You want to build an application — mobile, web, whatever — where the backend is an AI agent. Not a chatbot. An agent that reads files, runs commands, makes decisions, calls tools. Something like Donna (Eric’s personal CRM assistant running on Cursor/OpenClaw) but exposed as an API that multiple users can hit from their phones.

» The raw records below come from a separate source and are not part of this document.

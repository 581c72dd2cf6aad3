#![no_main]

use libfuzzer_sys::fuzz_target;

fuzz_target!(|data: &[u8]| {
    if let Ok(s) = std::str::from_utf8(data) {
        let report = pajak::npwp::validate_npwp(s);
        // A valid report must parse into the newtype and display identically.
        if report.valid {
            let npwp = pajak::npwp::Npwp::parse(s).unwrap();
            assert_eq!(Some(npwp.to_string()), report.formatted);
        }
    }
});
//! Property-based tests for the calculators and the NPWP formatter.
//!
//! Run with: `cargo test --features all --test proptest_tests`

#![cfg(all(feature = "pph", feature = "ppn", feature = "npwp"))]

use chrono::NaiveDate;
use pajak::core::*;
use pajak::npwp::*;
use pajak::pph::*;
use pajak::ppn::*;
use proptest::prelude::*;
use rust_decimal::Decimal;
use rust_decimal_macros::dec;

/// Whole-rupiah amounts from 1 to 10^13, plus up to two decimals.
fn amount() -> impl Strategy<Value = Decimal> {
    (1i64..10_000_000_000_000, 0u32..=2).prop_map(|(n, scale)| Decimal::new(n, scale))
}

fn pph22_category() -> impl Strategy<Value = Pph22Category> {
    prop::sample::select(Pph22Category::ALL.to_vec())
}

fn pph23_category() -> impl Strategy<Value = Pph23Category> {
    prop::sample::select(Pph23Category::ALL.to_vec())
}

fn today() -> NaiveDate {
    NaiveDate::from_ymd_opt(2026, 10, 18).unwrap()
}

fn is_dotted_npwp(s: &str) -> bool {
    let bytes = s.as_bytes();
    let shape = "dd.ddd.ddd.d-ddd.ddd".as_bytes();
    bytes.len() == shape.len()
        && bytes.iter().zip(shape).all(|(&b, &p)| match p {
            b'd' => b.is_ascii_digit(),
            sep => b == sep,
        })
}

proptest! {
    #[test]
    fn pph_final_tax_is_exact(gross in amount()) {
        let cfg = PphFinalConfig::default();
        let r = calculate_pph_final(&PphFinalInput::new(gross), &cfg, today()).unwrap();
        prop_assert_eq!(r.tax_amount, gross * dec!(0.003));
        prop_assert_eq!(r.net_income + r.tax_amount, gross);
        prop_assert_eq!(r.eligible, gross <= dec!(4_800_000_000));
    }

    #[test]
    fn pph21_boundary_has_no_jump(
        idx in 0usize..4,
        offset in 0i64..1_000_000,
    ) {
        let cfg = Pph21Config::default();
        let bound = cfg.brackets[idx].upper_bound.unwrap();
        let rate = cfg.brackets[idx].rate;
        let next = cfg.brackets[idx + 1].rate;
        let below = bound - Decimal::from(offset);
        let above = bound + Decimal::from(offset);
        let at = progressive_tax(bound, &cfg.brackets);
        prop_assert_eq!(at - progressive_tax(below, &cfg.brackets), rate * Decimal::from(offset));
        prop_assert_eq!(progressive_tax(above, &cfg.brackets) - at, next * Decimal::from(offset));
    }

    #[test]
    fn pph21_tax_is_monotonic(a in amount(), b in amount()) {
        let cfg = Pph21Config::default();
        let (lo, hi) = if a <= b { (a, b) } else { (b, a) };
        prop_assert!(progressive_tax(lo, &cfg.brackets) <= progressive_tax(hi, &cfg.brackets));
    }

    #[test]
    fn pph22_missing_tax_id_doubles(gross in amount(), category in pph22_category()) {
        let rates = Pph22Rates::default();
        let with = calculate_pph22(&Pph22Input::new(gross, category), &rates).unwrap();
        let without =
            calculate_pph22(&Pph22Input::new(gross, category).has_tax_id(false), &rates).unwrap();
        prop_assert_eq!(without.tax_amount, dec!(2) * with.tax_amount);
    }

    #[test]
    fn pph23_missing_tax_id_doubles(gross in amount(), category in pph23_category()) {
        let rates = Pph23Rates::default();
        let with = calculate_pph23(&Pph23Input::new(gross, category), &rates).unwrap();
        let without =
            calculate_pph23(&Pph23Input::new(gross, category).has_tax_id(false), &rates).unwrap();
        prop_assert_eq!(without.tax_amount, dec!(2) * with.tax_amount);
    }

    #[test]
    fn pph24_credit_never_exceeds_either_cap(
        income in amount(),
        paid_pct in 0u32..=100,
        country in prop::sample::select(vec!["SG", "AU", "US", "uk", "ZZ", ""]),
    ) {
        let paid = income * Decimal::new(i64::from(paid_pct), 2);
        let input = Pph24Input::new(income, ForeignTax::Paid(paid), country);
        let r = calculate_pph24(&input, &Pph24Config::default()).unwrap();
        prop_assert!(r.creditable_tax <= r.domestic_tax);
        prop_assert!(r.creditable_tax <= r.foreign_tax_paid);
        prop_assert_eq!(r.creditable_tax, r.domestic_tax.min(r.foreign_tax_paid));
        prop_assert_eq!(r.creditable_tax + r.non_creditable_tax, r.foreign_tax_paid);
    }

    #[test]
    fn pph25_outputs_never_negative(
        prev in 0i64..1_000_000_000_000,
        losses in 0i64..1_000_000_000_000,
        paid in 0i64..1_000_000_000_000,
    ) {
        let input = Pph25Input::new(Decimal::from(prev))
            .fiscal_losses(Decimal::from(losses))
            .pph_paid(Decimal::from(paid));
        let r = calculate_pph25(&input, &Pph25Config::default()).unwrap();
        prop_assert!(r.adjusted_base >= Decimal::ZERO);
        prop_assert!(r.remaining_tax >= Decimal::ZERO);
        prop_assert!(r.monthly_installment >= Decimal::ZERO);
    }

    #[test]
    fn ppn_inclusive_recovers_exclusive_base(base in amount(), rate_pct in 1u32..=20) {
        let rate = Decimal::new(i64::from(rate_pct), 2);
        let cfg = PpnConfig::default();
        let exclusive = calculate_ppn(
            &PpnInput::new(base).registered(true).rate(rate),
            &cfg,
        )
        .unwrap();
        let inclusive = calculate_ppn(
            &PpnInput::new(exclusive.total)
                .registered(true)
                .rate(rate)
                .mode(PriceMode::Inclusive),
            &cfg,
        )
        .unwrap();
        prop_assert!((inclusive.tax_base - base).abs() < dec!(0.000001));
    }

    #[test]
    fn npwp_any_fifteen_digits_valid(digits in "[0-9]{15}") {
        let r = validate_npwp(&digits);
        prop_assert!(r.valid);
        prop_assert!(is_dotted_npwp(r.formatted.as_deref().unwrap()));
    }

    #[test]
    fn npwp_wrong_length_rejected(digits in "[0-9]{1,30}") {
        prop_assume!(digits.len() != 15);
        let r = validate_npwp(&digits);
        prop_assert!(!r.valid);
        let expected = format!("NPWP must be exactly 15 digits, got {}", digits.len());
        prop_assert_eq!(r.errors, vec![expected]);
    }

    #[test]
    fn npwp_format_is_idempotent(input in "[0-9.\\- ]{0,40}") {
        let once = format_npwp(&input);
        prop_assert_eq!(format_npwp(&once), once.clone());
    }

    #[test]
    fn npwp_validate_never_panics(input in "\\PC{0,64}") {
        let _ = validate_npwp(&input);
        let _ = format_npwp(&input);
    }
}
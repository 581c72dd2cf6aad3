use pajak::core::*;
use pajak::pph::*;
use rust_decimal_macros::dec;

fn main() {
    // ── Loading a partial rate table ─────────────────────────────────
    println!("=== Rate Overrides ===\n");

    let json = r#"{ "ppn": { "rate": "0.12" }, "pph23": { "no_npwp_multiplier": "3" } }"#;
    match TaxConfig::from_json_str(json) {
        Ok(config) => {
            println!("  PPN rate: {}", config.ppn.rate);
            let multiplier = config.pph23.no_npwp_multiplier;
            println!("  PPh 23 multiplier: {multiplier}");
        }
        Err(e) => println!("  rejected: {e}"),
    }

    // ── Tables that cannot be used ───────────────────────────────────
    println!("\n=== Rejected Configurations ===\n");

    let rejected = [
        r#"{ "pph_final": { "rate": "3" } }"#,
        r#"{ "pph23": { "no_npwp_multiplier": "10" } }"#,
        r#"{ "pph22": { "no_npwp_multiplier": "10000000000000" } }"#,
        r#"{ "pph21": { "brackets": [{ "upper_bound": "60000000", "rate": "0.05" }] } }"#,
        r#"{ "ppn": { "rate": 0.11 "#,
    ];
    for json in &rejected {
        match TaxConfig::from_json_str(json) {
            Ok(_) => println!("  {json} => accepted"),
            Err(e) => println!("  {json}\n    => {e}"),
        }
    }

    // ── Calculator input errors ──────────────────────────────────────
    println!("\n=== Input Errors ===\n");

    let config = TaxConfig::default();
    let errors = [
        calculate_pph23(
            &Pph23Input::new(dec!(-1), Pph23Category::Rental),
            &config.pph23,
        )
        .err(),
        "construction/implementation"
            .parse::<FinalIncomeCategory>()
            .err(),
        "K/7".parse::<PtkpStatus>().err(),
    ];
    for e in errors.into_iter().flatten() {
        println!("  {e}");
    }
}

What’s the best architecture? Should you use Cursor’s headless CLI? Wrap Claude in a while-loop? Use a framework like LangGraph? Pay for Devin’s API? Roll your own?
We just proved cursor-agent -p -f works headless. But “works on my Mac” and “works as a product” are different questions. This thesis maps the landscape, names the real options, and picks one.
This isn’t academic. Eric is building multiple products that need agentic backends right now:
The contrarian angle: most discourse treats this as a framework selection problem. It’s not. It’s an architecture pattern question — and the answer is simpler than the industry wants you to believe.
The first mistake everyone makes is treating “agentic backend” as one category. There are five distinct layers, and conflating them leads to bad decisions.
| Layer | What It Does | Leaders | Key Numbers |
|---|---|---|---|
| 1. Model API | Raw LLM with tool_use / function calling | Claude API, GPT API, Gemini | Anthropic $14B ARR1; OpenAI Agents SDK 18.9K stars2 |
| 2. Agent Framework | Orchestration, memory, multi-step workflows | LangGraph, CrewAI, Mastra | LangChain 127K stars, $135M raised3; CrewAI 43.9K stars4 |
| 3. IDE/CLI Agent | Code-native agent with file/terminal access | Cursor, Claude Code, Codex CLI | Cursor $1B ARR5; Claude Code ~$2.5B ARR contribution6 |
| 4. Infrastructure | Sandboxing, browsers, tools, compute | E2B, Browserbase, Composio | E2B $21M raised7; Composio 26.5K stars, $29M raised8 |
| 5. Runtime/Gateway | Persistent agent hosting, messaging channels | OpenClaw, AgentProtocol | OpenClaw 193K stars9; MCP 78.6K stars10 |
Strip away marketing and there are exactly four ways people build agentic backends today. Here they are, from simplest to most complex:
A single LLM in a tool-calling loop. No framework. No orchestration layer. Just: send message → model responds with tool calls → execute tools → send results back → repeat until done.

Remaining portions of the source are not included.